Get High with Aerial Yoga
30 New Road is a narrow, unremarkable terraced house in Whitechapel, a stone’s throw from the Royal London Hospital and the bustle of the street market on the Whitechapel Road. But it's here you'll find Richard Holroyd, former Buddhist monk and now chief flying instructor at Aerial Yoga London.
“I was teaching yoga for years and I just couldn’t get my students to understand that this is supposed to be fun,” says Richard. “Then I discovered the swings: now it’s instant”. Swings awaken the child in all of us. If you don’t want to play when you catch sight of the colourful nylon contraptions in Richard’s studio, then you are more grown up than I will ever be. I couldn’t wait to get flying. “Yes, people can get a bit overexcited,” Richard told me. It’s a good thing, then, that he’s so grounded and down-to-earth, because this is seriously mood-altering stuff. “At the end of the class no-one wants to leave. It gets to be a little bit addictive.”

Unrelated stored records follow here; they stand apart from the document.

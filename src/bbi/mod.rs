//! Shared types and magic constants for the BBI container family: the four
//! magic numbers and the `BBIFile`/`ZoomHeader`/`BedEntry` shapes that
//! `bbiread`/`bigbedread`/`bigwigread` all build on.

pub mod bbiread;
pub mod bigbedread;
pub mod bigwigread;
pub mod bigbedwrite;
pub mod bigwigwrite;
pub mod zoom;

pub use bbiread::{
    BBIFileInfo, BBIFileReadInfoError, BBIHeader, BBIRead, BBIReadError, BBIReadInternal,
    ChromIdNotFound, ChromInfo, CirTreeSearchError, ZoomIntervalError,
};
pub use bigbedread::{BigBedRead, BigBedReadOpenError, IntervalIter};
pub use bigwigread::{BigWigRead, BigWigReadOpenError, ValueIter};
pub use bigbedwrite::{BigBedWrite, BigBedWriteOptions};
pub use bigwigwrite::{BigWigWrite, BigWigWriteError, BigWigWriteOptions, WigSection};
pub use zoom::{average_over_interval, summarize, IntervalAverage};

use crate::summary::Summary;

/// The little- and big-endian forms of each container's magic number, used
/// at open time to both identify the container and auto-detect its byte
/// order: try native order first, then the swapped form.
pub const BIGWIG_MAGIC_LTH: u32 = 0x888F_FC26;
pub const BIGWIG_MAGIC_HTL: u32 = 0x26FC_8F88;
pub const BIGBED_MAGIC_LTH: u32 = 0x8789_F2EB;
pub const BIGBED_MAGIC_HTL: u32 = 0xEBF2_8987;

pub const BIGWIG_MAGIC: (u32, u32) = (BIGWIG_MAGIC_LTH, BIGWIG_MAGIC_HTL);
pub const BIGBED_MAGIC: (u32, u32) = (BIGBED_MAGIC_LTH, BIGBED_MAGIC_HTL);

pub const CHROM_TREE_MAGIC: u32 = 0x78CA_8C91;
pub const CIR_TREE_MAGIC: u32 = 0x2468_ACE0;

/// Which of the two BBI container flavors a file is.
#[derive(Copy, Clone, Debug, PartialEq, Eq)]
pub enum BBIFile {
    BigWig,
    BigBed,
}

/// One row of the zoom-level table in the fixed header: the reduction level
/// (bases per summary bin) this zoom pyramid level was built at, and where
/// its R+-tree index and data blocks live.
#[derive(Copy, Clone, Debug)]
pub struct ZoomHeader {
    pub reduction_level: u32,
    pub(crate) data_offset: u64,
    pub(crate) index_offset: u64,
}

pub use crate::summary::ZoomRecord;

/// One decoded BigBed record: the half-open interval is carried separately
/// by the caller (block/overlap machinery), `rest` is the opaque
/// tab-separated text of any columns past chromStart/chromEnd.
#[derive(Clone, Debug, PartialEq)]
pub struct BedEntry {
    pub start: u32,
    pub end: u32,
    pub rest: String,
}

/// One decoded BigWig value: a half-open interval and the single numeric
/// value that applies across it (already expanded from whichever wig
/// section type it was encoded as).
#[derive(Copy, Clone, Debug, PartialEq)]
pub struct Value {
    pub start: u32,
    pub end: u32,
    pub value: f32,
}

/// The whole-file summary stored at `totalSummaryOffset`, on-disk layout
/// `(validCount: u64, minVal: f64, maxVal: f64, sumData: f64, sumSquares: f64)`.
/// Distinct from [`Summary`] only in that it has no `total_items` bookkeeping
/// field; `From`/`Into` bridges the two.
#[derive(Copy, Clone, Debug, PartialEq)]
pub struct TotalSummary {
    pub bases_covered: u64,
    pub min_val: f64,
    pub max_val: f64,
    pub sum: f64,
    pub sum_squares: f64,
}

impl From<Summary> for TotalSummary {
    fn from(s: Summary) -> Self {
        TotalSummary {
            bases_covered: s.bases_covered,
            min_val: if s.is_empty() { 0.0 } else { s.min_val },
            max_val: if s.is_empty() { 0.0 } else { s.max_val },
            sum: s.sum,
            sum_squares: s.sum_squares,
        }
    }
}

Aerial yoga is a very recent addition to the panoply of styles on offer in the UK. A simple swing, like a mini-hammock, made of parachute material and suspended from the ceiling, allows students to defy gravity, turning familiar poses upside-down and giving yoga veterans like me a whole new perspective. It’s not just about acrobatic inversions: the swing makes a soothing cocoon for relaxation, and a useful support for all sorts of warm-up and cool-down exercises. It’s also much safer than it might sound: the swings in Richard’s studio are not very high, and they are easily adjustable so you’re never more than a few inches off the ground. Three straps on each side, of varying lengths but each with a foam-wrapped handgrip, allow you to stretch arms and legs out to make familiar yoga shapes in mid air. Anyone can do the basics, but it takes strength, coordination and lots of body awareness to get really skilful.

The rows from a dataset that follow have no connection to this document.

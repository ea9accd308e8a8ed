//! Read and write UCSC BigWig and BigBed (BBI) genomic track files.
//!
//! A BBI file is a self-indexing binary container: a chromosome B+-tree for
//! name lookup, an R+-tree over genomic intervals for overlap queries, and a
//! pyramid of precomputed zoom-level summaries so a caller can request a
//! coarse view of a whole chromosome without decompressing every record.
//! [`BigBedRead`]/[`BigWigRead`] cover the read side, [`BigBedWrite`]/
//! [`BigWigWrite`] the write side.

pub mod bbi;
pub mod bed;
mod bplustree;
mod byteio;
mod interval;
mod rtree;
pub mod summary;
pub mod utils;

pub use bbi::{
    average_over_interval, summarize, BBIFile, BBIFileInfo, BBIRead, BBIReadError, BedEntry,
    BigBedRead, BigBedReadOpenError, BigBedWrite, BigBedWriteOptions, BigWigRead,
    BigWigReadOpenError, BigWigWrite, BigWigWriteError, BigWigWriteOptions, ChromInfo,
    IntervalAverage, TotalSummary, Value, WigSection, ZoomHeader, ZoomIntervalError,
};
pub use bed::{BedValueError, ExtendedBedFields, Strand};
pub use byteio::Compression;
pub use interval::{ChromosomeInterval, GenomicBox, IntervalError};
pub use summary::{Summary, ZoomRecord};
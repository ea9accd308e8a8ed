use std::io::{self, Seek, SeekFrom, Write};

use byteordered::{ByteOrdered, Endianness};

use super::compression::Compression;

/// A positioned writer over a seekable sink, tracking bytes produced and
/// honouring a fixed byte order for every primitive write.
///
/// Two regions of a BBI file are rewritten after the main pass (the fixed
/// header and the zoom-level table, once their contents are known); `seek_to`
/// supports reopening at those offsets without truncating the file.
pub struct ByteWriter<W> {
    inner: ByteOrdered<W, Endianness>,
}

impl<W: Write + Seek> ByteWriter<W> {
    pub fn new(inner: W, endianness: Endianness) -> Self {
        ByteWriter {
            inner: ByteOrdered::runtime(inner, endianness),
        }
    }

    pub fn tell(&mut self) -> io::Result<u64> {
        self.inner.seek(SeekFrom::Current(0))
    }

    pub fn seek_to(&mut self, offset: u64) -> io::Result<()> {
        self.inner.seek(SeekFrom::Start(offset))?;
        Ok(())
    }

    pub fn write_u8(&mut self, v: u8) -> io::Result<()> {
        self.inner.write_u8(v)
    }

    pub fn write_u16(&mut self, v: u16) -> io::Result<()> {
        self.inner.write_u16(v)
    }

    pub fn write_u32(&mut self, v: u32) -> io::Result<()> {
        self.inner.write_u32(v)
    }

    pub fn write_u64(&mut self, v: u64) -> io::Result<()> {
        self.inner.write_u64(v)
    }

    pub fn write_f32(&mut self, v: f32) -> io::Result<()> {
        self.inner.write_f32(v)
    }

    pub fn write_f64(&mut self, v: f64) -> io::Result<()> {
        self.inner.write_f64(v)
    }

    pub fn write_all(&mut self, bytes: &[u8]) -> io::Result<()> {
        self.inner.write_all(bytes)
    }

    /// Writes `len` bytes of `value`, for reserving header/zoom-level/summary
    /// slots ahead of the regions they describe.
    pub fn skip_bytes(&mut self, len: usize, value: u8) -> io::Result<()> {
        let buf = vec![value; len];
        self.inner.write_all(&buf)
    }

    /// Writes a chromosome-name key, NUL-padded to `key_size` bytes (the
    /// B+-tree's fixed key width).
    pub fn write_padded_key(&mut self, key: &str, key_size: usize) -> io::Result<()> {
        let mut buf = vec![0u8; key_size];
        let key_bytes = key.as_bytes();
        debug_assert!(key_bytes.len() <= key_size);
        buf[..key_bytes.len()].copy_from_slice(key_bytes);
        self.inner.write_all(&buf)
    }

    /// Writes `content`, NUL-terminated, after optionally compressing it.
    /// Returns the uncompressed length, which the caller folds into the
    /// running `uncompressBufSize`.
    pub fn write_compressed_block(
        &mut self,
        content: &[u8],
        compression: Compression,
    ) -> io::Result<usize> {
        let compressed = compression.compress(content)?;
        self.inner.write_all(&compressed)?;
        Ok(content.len())
    }

    pub fn into_inner(self) -> W {
        self.inner.into_inner()
    }

    pub fn get_mut(&mut self) -> &mut W {
        self.inner.get_mut()
    }
}
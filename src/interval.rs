//! Genomic interval arithmetic shared by the R+-tree and the query/summarize
//! engine.
//!
//! `compare_position`/`GenomicBox::intersects` below are a two-field
//! lexicographic comparison over `(chrom_ix, base)`, used to decide R+-tree
//! node overlap; collecting them into one type keeps the B+-tree, R+-tree,
//! and query engine agreeing on a single definition of "overlaps".

use thiserror::Error;

#[derive(Error, Debug, PartialEq, Eq)]
pub enum IntervalError {
    #[error("interval start ({start}) must be less than end ({end})")]
    Empty { start: u32, end: u32 },
}

/// A half-open range `[start, end)` on a single chromosome.
#[derive(Copy, Clone, Debug, PartialEq, Eq, PartialOrd, Ord)]
pub struct ChromosomeInterval {
    pub chrom_ix: u32,
    pub start: u32,
    pub end: u32,
}

impl ChromosomeInterval {
    pub fn new(chrom_ix: u32, start: u32, end: u32) -> Result<Self, IntervalError> {
        if start >= end {
            return Err(IntervalError::Empty { start, end });
        }
        Ok(ChromosomeInterval {
            chrom_ix,
            start,
            end,
        })
    }

    pub fn length(&self) -> u32 {
        self.end - self.start
    }

    pub fn intersects(&self, other: &ChromosomeInterval) -> bool {
        self.chrom_ix == other.chrom_ix && self.start < other.end && other.start < self.end
    }

    pub fn intersection(&self, other: &ChromosomeInterval) -> Option<ChromosomeInterval> {
        if !self.intersects(other) {
            return None;
        }
        Some(ChromosomeInterval {
            chrom_ix: self.chrom_ix,
            start: self.start.max(other.start),
            end: self.end.min(other.end),
        })
    }

    pub fn contains(&self, other: &ChromosomeInterval) -> bool {
        self.chrom_ix == other.chrom_ix && self.start <= other.start && other.end <= self.end
    }

    pub fn union(&self, other: &ChromosomeInterval) -> GenomicBox {
        GenomicBox::from(*self).union(&GenomicBox::from(*other))
    }

    /// Partitions `[start, end)` into `n` disjoint, covering sub-intervals of
    /// near-equal width. When `length % n == 0` the partition is exactly
    /// equal-width (integer division is exact in that case); otherwise each
    /// boundary is rounded, distributing the remainder across bins rather
    /// than concentrating it in the last one.
    pub fn slice(&self, n: u32) -> Vec<ChromosomeInterval> {
        assert!(n > 0, "slice count must be positive");
        let length = self.length() as u64;
        let n64 = n as u64;
        let mut out = Vec::with_capacity(n as usize);
        let mut prev_end = self.start;
        for i in 1..=n64 {
            let boundary = if length % n64 == 0 {
                self.start + ((length * i) / n64) as u32
            } else {
                let w = length as f64 / n64 as f64;
                (self.start as f64 + (i as f64 * w).round()) as u32
            };
            let boundary = boundary.min(self.end);
            let start = prev_end;
            let end = if i == n64 { self.end } else { boundary.max(start) };
            out.push(ChromosomeInterval {
                chrom_ix: self.chrom_ix,
                start,
                end,
            });
            prev_end = end;
        }
        out
    }
}

/// The bounding box stored in an R+-tree node: a position range that may
/// straddle a chromosome boundary. Ordering between two positions is
/// `(chrom_ix, base)` lexicographic.
#[derive(Copy, Clone, Debug, PartialEq, Eq)]
pub struct GenomicBox {
    pub start_chrom_ix: u32,
    pub start_base: u32,
    pub end_chrom_ix: u32,
    pub end_base: u32,
}

impl From<ChromosomeInterval> for GenomicBox {
    fn from(iv: ChromosomeInterval) -> Self {
        GenomicBox {
            start_chrom_ix: iv.chrom_ix,
            start_base: iv.start,
            end_chrom_ix: iv.chrom_ix,
            end_base: iv.end,
        }
    }
}

#[inline]
fn compare_position(chrom1: u32, base1: u32, chrom2: u32, base2: u32) -> std::cmp::Ordering {
    (chrom1, base1).cmp(&(chrom2, base2))
}

impl GenomicBox {
    /// True when `self` and `other` share at least one base: a two-sided
    /// lexicographic test equivalent to `self.start <= other.end &&
    /// self.end >= other.start`, compared position-wise rather than
    /// byte-wise.
    pub fn intersects(&self, other: &GenomicBox) -> bool {
        compare_position(
            self.start_chrom_ix,
            self.start_base,
            other.end_chrom_ix,
            other.end_base,
        ) != std::cmp::Ordering::Greater
            && compare_position(
                self.end_chrom_ix,
                self.end_base,
                other.start_chrom_ix,
                other.start_base,
            ) != std::cmp::Ordering::Less
    }

    pub fn union(&self, other: &GenomicBox) -> GenomicBox {
        let (start_chrom_ix, start_base) = if compare_position(
            self.start_chrom_ix,
            self.start_base,
            other.start_chrom_ix,
            other.start_base,
        ) == std::cmp::Ordering::Greater
        {
            (other.start_chrom_ix, other.start_base)
        } else {
            (self.start_chrom_ix, self.start_base)
        };
        let (end_chrom_ix, end_base) = if compare_position(
            self.end_chrom_ix,
            self.end_base,
            other.end_chrom_ix,
            other.end_base,
        ) == std::cmp::Ordering::Less
        {
            (other.end_chrom_ix, other.end_base)
        } else {
            (self.end_chrom_ix, self.end_base)
        };
        GenomicBox {
            start_chrom_ix,
            start_base,
            end_chrom_ix,
            end_base,
        }
    }
}

#[cfg(test)]
mod tests {
    use super::*;

    #[test]
    fn rejects_empty_interval() {
        assert_eq!(
            ChromosomeInterval::new(0, 10, 10),
            Err(IntervalError::Empty { start: 10, end: 10 })
        );
    }

    #[test]
    fn intersects_is_symmetric_same_chrom_only() {
        let a = ChromosomeInterval::new(0, 100, 200).unwrap();
        let b = ChromosomeInterval::new(0, 150, 250).unwrap();
        let c = ChromosomeInterval::new(1, 150, 250).unwrap();
        assert!(a.intersects(&b));
        assert!(b.intersects(&a));
        assert!(!a.intersects(&c));
    }

    #[test]
    fn slice_exact_division_is_equal_width() {
        let iv = ChromosomeInterval::new(0, 0, 100).unwrap();
        let parts = iv.slice(4);
        assert_eq!(parts.len(), 4);
        for p in &parts {
            assert_eq!(p.length(), 25);
        }
    }

    #[test]
    fn slice_is_disjoint_and_covering() {
        let iv = ChromosomeInterval::new(0, 7, 103).unwrap();
        let parts = iv.slice(5);
        assert_eq!(parts.len(), 5);
        assert_eq!(parts[0].start, iv.start);
        assert_eq!(parts[parts.len() - 1].end, iv.end);
        for w in parts.windows(2) {
            assert_eq!(w[0].end, w[1].start);
        }
    }

    #[test]
    fn genomic_box_intersects_across_chrom_boundary() {
        let a = GenomicBox {
            start_chrom_ix: 0,
            start_base: 900,
            end_chrom_ix: 1,
            end_base: 100,
        };
        let b = GenomicBox {
            start_chrom_ix: 1,
            start_base: 0,
            end_chrom_ix: 1,
            end_base: 50,
        };
        assert!(a.intersects(&b));
    }
}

Yet contrary to what you might think, aerial yoga doesn’t necessarily favour small, athletic bodies. According to Richard, it’s brilliant for people carrying extra weight who might not feel confident about attending a regular mat-based class. I could feel right away how it changed my relationship with gravity, lending a sensation not exactly of weightlessness, but of lightness and an extra source of support. And with just four swings in the room, every class has the cosy feel of a private session.

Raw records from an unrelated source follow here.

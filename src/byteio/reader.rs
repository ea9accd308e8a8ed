use std::io::{self, Read};

use byteordered::{ByteOrdered, Endianness};

/// A positioned, runtime-endian view over a block's decompressed bytes,
/// shared by both the BigBed and BigWig block codecs.
pub struct ByteReader<R> {
    inner: ByteOrdered<R, Endianness>,
}

impl<R: Read> ByteReader<R> {
    pub fn new(inner: R, endianness: Endianness) -> Self {
        ByteReader {
            inner: ByteOrdered::runtime(inner, endianness),
        }
    }

    pub fn read_u8(&mut self) -> io::Result<u8> {
        self.inner.read_u8()
    }

    pub fn read_u16(&mut self) -> io::Result<u16> {
        self.inner.read_u16()
    }

    pub fn read_u32(&mut self) -> io::Result<u32> {
        self.inner.read_u32()
    }

    pub fn read_u64(&mut self) -> io::Result<u64> {
        self.inner.read_u64()
    }

    pub fn read_f32(&mut self) -> io::Result<f32> {
        self.inner.read_f32()
    }

    pub fn read_f64(&mut self) -> io::Result<f64> {
        self.inner.read_f64()
    }

    /// Reads bytes up to (and consuming) a NUL terminator, returning the
    /// content before it. Used for a BigBed record's `rest` column and for
    /// the AutoSQL string.
    pub fn read_nul_terminated(&mut self) -> io::Result<String> {
        let mut bytes = Vec::new();
        loop {
            let b = self.inner.read_u8()?;
            if b == 0 {
                break;
            }
            bytes.push(b);
        }
        String::from_utf8(bytes).map_err(|e| io::Error::new(io::ErrorKind::InvalidData, e))
    }

    pub fn into_inner(self) -> R {
        self.inner.into_inner()
    }

    pub fn get_mut(&mut self) -> &mut R {
        self.inner.get_mut()
    }
}

/// Reads a NUL-terminated string directly from any `Read`, without the
/// endian wrapping (there is no multi-byte data in a NUL string).
pub fn read_nul_terminated<R: Read>(mut r: R) -> io::Result<String> {
    let mut bytes = Vec::new();
    let mut byte = [0u8; 1];
    loop {
        r.read_exact(&mut byte)?;
        if byte[0] == 0 {
            break;
        }
        bytes.push(byte[0]);
    }
    String::from_utf8(bytes).map_err(|e| io::Error::new(io::ErrorKind::InvalidData, e))
}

It’s sometimes said that there are only 14 yoga postures, but they can all be performed on a number of different planes – standing, sitting, inverted, prone, supine, reversed. Now we have to add another: mid air. For example, normally a backbend like Urdhva Dhanurasana (upward-facing bow/wheel pose) means strong contact between hands-and-feet and mat, with the rest of the body held up in the air. Here, the whole pelvis is supported and there’s no weight on my hands and feet – and suddenly it’s purely about my spine extending and extending, pouring easily towards the ground. It’s not only exhilarating, it also shakes up your notions of what each posture could be. I finished the class feeling high as a kite, light and strong and fired up about the creative possibilities of yoga.
Richard told me, “At this stage, it’s not well known among the yoga community; I think most yoga teachers, if they’ve heard of it at all, would probably dismiss it as a bit of a gimmick. But that’s not the case; it has real potential as a therapeutic form and I think yoga teachers see that as soon as they try it out.” This one certainly did. But I also felt very glad the studio was in the hands of someone like Richard, who is both evangelical about its potential to heal, and refreshingly open about sharing the benefits with others. His simple, welcoming studio is no cynical franchise-in-waiting, but the heart of a collective of like-minded flyers.